Marconi Beach is part of the Cape Cod National Seashore in Wellfleet, Massachusetts. The beach is named for Italian inventor Guglielmo Marconi. In 1903, the first transatlantic wireless communication originating in the United States was successfully transmitted from nearby Marconi Station; a message from U.S. President Theodore Roosevelt to King Edward VII of the United Kingdom. The beach was also used by the former Camp Wellfleet for artillery and rocket testing.

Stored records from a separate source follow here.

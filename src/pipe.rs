//! Single-producer single-consumer byte pipe.
//!
//! The streaming engines move data through a [`Pipe`] without copying: the writer side hands out
//! raw free space for DMA to fill and publishes it with [`Pipe::advance`], the reader side exposes
//! contiguous spans for DMA to drain and releases them with [`Pipe::consume`].
//!
//! Both cursors are free-running [`Position`]s. Comparisons between them use wrapping arithmetic,
//! so a pipe may stream indefinitely.

use core::cell::UnsafeCell;
use core::future::poll_fn;
use core::sync::atomic::{AtomicBool, AtomicU32, Ordering};
use core::task::Poll;

use embassy_sync::waitqueue::AtomicWaker;

/// `a >= b` for free-running counters.
pub const fn ovf_ge(a: u32, b: u32) -> bool {
    (a.wrapping_sub(b) as i32) >= 0
}

/// Monotonic cursor into a pipe's byte stream.
#[derive(Copy, Clone, PartialEq, Eq, Debug, Default)]
#[cfg_attr(feature = "defmt", derive(defmt::Format))]
pub struct Position(pub u32);

impl Position {
    pub const fn add(self, n: usize) -> Self {
        Self(self.0.wrapping_add(n as u32))
    }

    /// Bytes from `earlier` to `self`, zero if `earlier` is actually later.
    pub const fn since(self, earlier: Position) -> usize {
        if ovf_ge(self.0, earlier.0) {
            self.0.wrapping_sub(earlier.0) as usize
        } else {
            0
        }
    }

    pub const fn is_at_or_after(self, other: Position) -> bool {
        ovf_ge(self.0, other.0)
    }
}

/// Byte pipe with `N` bytes of storage. `N` must be a power of two.
pub struct Pipe<const N: usize> {
    buf: UnsafeCell<[u8; N]>,
    write: AtomicU32,
    read: AtomicU32,
    closed: AtomicBool,
    reader: AtomicWaker,
    writer: AtomicWaker,
}

// One writer and one reader, each only touching the region its cursor owns.
unsafe impl<const N: usize> Sync for Pipe<N> {}

impl<const N: usize> Pipe<N> {
    const SIZE_OK: () = core::assert!(N.is_power_of_two() && N <= 1 << 31);

    pub const fn new() -> Self {
        let _ = Self::SIZE_OK;
        Self {
            buf: UnsafeCell::new([0; N]),
            write: AtomicU32::new(0),
            read: AtomicU32::new(0),
            closed: AtomicBool::new(false),
            reader: AtomicWaker::new(),
            writer: AtomicWaker::new(),
        }
    }

    pub const fn capacity(&self) -> usize {
        N
    }

    fn base(&self) -> *mut u8 {
        self.buf.get() as *mut u8
    }

    fn offset(pos: Position) -> usize {
        pos.0 as usize & (N - 1)
    }

    fn read_position(&self) -> Position {
        Position(self.read.load(Ordering::Acquire))
    }

    // Writer side

    /// Position the next published byte goes to.
    pub fn position(&self) -> Position {
        Position(self.write.load(Ordering::Acquire))
    }

    /// Free bytes from `pos` on.
    ///
    /// `pos` may run ahead of [`position`](Self::position) when space was handed out but not yet
    /// published.
    pub fn free_after(&self, pos: Position) -> usize {
        self.read_position().add(N).since(pos)
    }

    /// Free bytes after the published position.
    pub fn free(&self) -> usize {
        self.free_after(self.position())
    }

    /// Contiguous free space starting at `pos`.
    pub fn buffer_at(&self, pos: Position) -> (*mut u8, usize) {
        let offset = Self::offset(pos);
        let len = self.free_after(pos).min(N - offset);
        (self.base().wrapping_add(offset), len)
    }

    /// Contiguous free space at the published position.
    pub fn buffer(&self) -> (*mut u8, usize) {
        self.buffer_at(self.position())
    }

    /// Publish `n` bytes written at the current position.
    pub fn advance(&self, n: usize) {
        debug_assert!(n <= self.free());
        let pos = self.position().add(n);
        self.write.store(pos.0, Ordering::Release);
        self.reader.wake();
    }

    /// Wait for free space after `pos`. Returns `false` once the pipe is closed.
    pub async fn wait_free_after(&self, pos: Position) -> bool {
        poll_fn(|cx| {
            self.writer.register(cx.waker());
            if self.is_closed() {
                Poll::Ready(false)
            } else if self.free_after(pos) > 0 {
                Poll::Ready(true)
            } else {
                Poll::Pending
            }
        })
        .await
    }

    /// Copy `data` into the pipe, waiting for space as needed.
    ///
    /// Returns the number of bytes written, short only when the pipe was closed.
    pub async fn write(&self, data: &[u8]) -> usize {
        let mut done = 0;
        while done < data.len() {
            if !self.wait_free_after(self.position()).await {
                break;
            }
            let (ptr, len) = self.buffer();
            let n = len.min(data.len() - done);
            unsafe { core::ptr::copy_nonoverlapping(data[done..].as_ptr(), ptr, n) };
            self.advance(n);
            done += n;
        }
        done
    }

    /// End the stream. Both sides are woken.
    pub fn close(&self) {
        self.closed.store(true, Ordering::Release);
        self.reader.wake();
        self.writer.wake();
    }

    pub fn is_closed(&self) -> bool {
        self.closed.load(Ordering::Acquire)
    }

    /// Wait until the pipe is closed.
    pub async fn wait_closed(&self) {
        poll_fn(|cx| {
            self.writer.register(cx.waker());
            if self.is_closed() {
                Poll::Ready(())
            } else {
                Poll::Pending
            }
        })
        .await
    }

    // Reader side

    /// Bytes published and not yet consumed.
    pub fn available(&self) -> usize {
        self.position().since(self.read_position())
    }

    /// Wait for data. Returns `false` once the pipe is closed and drained.
    pub async fn require(&self) -> bool {
        poll_fn(|cx| {
            self.reader.register(cx.waker());
            if self.available() > 0 {
                Poll::Ready(true)
            } else if self.is_closed() {
                Poll::Ready(false)
            } else {
                Poll::Pending
            }
        })
        .await
    }

    /// Contiguous readable data at the read position.
    pub fn span(&self) -> &[u8] {
        let pos = self.read_position();
        let offset = Self::offset(pos);
        let len = self.available().min(N - offset);
        unsafe { core::slice::from_raw_parts(self.base().add(offset), len) }
    }

    /// Release `n` bytes at the read position.
    pub fn consume(&self, n: usize) {
        debug_assert!(n <= self.available());
        let pos = self.read_position().add(n);
        self.read.store(pos.0, Ordering::Release);
        self.writer.wake();
    }

    /// Copy out as much as fits, waiting for at least one byte.
    ///
    /// Returns zero once the pipe is closed and drained.
    pub async fn read(&self, buf: &mut [u8]) -> usize {
        let mut done = 0;
        if buf.is_empty() || !self.require().await {
            return 0;
        }
        while done < buf.len() {
            let span = self.span();
            if span.is_empty() {
                break;
            }
            let n = span.len().min(buf.len() - done);
            buf[done..done + n].copy_from_slice(&span[..n]);
            self.consume(n);
            done += n;
        }
        done
    }
}

impl<const N: usize> Default for Pipe<N> {
    fn default() -> Self {
        Self::new()
    }
}

#[cfg(test)]
mod tests {
    use super::*;

    #[test]
    fn wrapping_comparison() {
        assert!(ovf_ge(5, 5));
        assert!(ovf_ge(0x0000_0002, 0xFFFF_FFF0));
        assert!(!ovf_ge(0xFFFF_FFF0, 0x0000_0002));
        assert_eq!(Position(3).since(Position(0xFFFF_FFFE)), 5);
        assert_eq!(Position(1).since(Position(2)), 0);
    }

    #[test]
    fn buffer_stops_at_the_end_of_storage() {
        let pipe = Pipe::<16>::new();
        let (_, len) = pipe.buffer();
        assert_eq!(len, 16);

        pipe.advance(12);
        pipe.consume(12);
        let (ptr, len) = pipe.buffer();
        assert_eq!(len, 4);
        assert_eq!(ptr as usize - pipe.base() as usize, 12);

        // space handed out ahead of the published position
        let (ptr, len) = pipe.buffer_at(pipe.position().add(4));
        assert_eq!(len, 12);
        assert_eq!(ptr, pipe.base());
    }

    #[test]
    fn write_then_read_across_the_wrap() {
        let pipe = Pipe::<8>::new();
        embassy_futures::block_on(async {
            assert_eq!(pipe.write(&[1, 2, 3, 4, 5, 6]).await, 6);
            let mut out = [0; 4];
            assert_eq!(pipe.read(&mut out).await, 4);
            assert_eq!(out, [1, 2, 3, 4]);

            assert_eq!(pipe.write(&[7, 8, 9, 10, 11]).await, 5);
            assert_eq!(pipe.available(), 7);
            assert_eq!(pipe.span(), &[5, 6, 7, 8]);

            let mut out = [0; 8];
            assert_eq!(pipe.read(&mut out).await, 7);
            assert_eq!(&out[..7], &[5, 6, 7, 8, 9, 10, 11]);
        });
    }

    #[test]
    fn close_ends_both_sides() {
        let pipe = Pipe::<4>::new();
        embassy_futures::block_on(async {
            pipe.write(&[1, 2, 3, 4]).await;
            pipe.close();
            assert_eq!(pipe.write(&[5]).await, 0);
            assert!(!pipe.wait_free_after(pipe.position()).await);

            // buffered data is still delivered
            assert!(pipe.require().await);
            pipe.consume(4);
            assert!(!pipe.require().await);
        });
    }
}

View facing north with the steep sand cliff on the left

View facing south with the steep sand cliff on the right

There is a broad, sweeping view of the Atlantic Ocean and Cape Cod Bay from the overlook atop the steep sand cliff above the beach. The National Park Service has built a display on-site that describes the history of wireless telegraphy, though parts have been removed due to beach erosion. During the summer season, restrooms and outdoor showers are available to beachgoers, along with on-site parking and access from the nearby bike trail via a two-lane road. Admission is charged for vehicles and pedestrians at the rate for all Cape Cod National Seashore beaches.

Marconi Beach is popular among locals and tourists for surfing and boogie boarding. It is one of five Cape Cod national seashore beaches that are on the ocean side of the Cape, generally providing a better surf than beaches on the bay side. Low tide exposes a fairly flat stretch of beach, making it also popular for skimboarding.

Grey seals can often be seen in the waters at Marconi, frequently confounding the efforts of surfcasters to land the bluefish and striped bass cruising beyond the breakers during the summer and fall.

At nighttime, the park is Bortle Scale Class 3, making it a popular stargazing site for those in Eastern Massachusetts.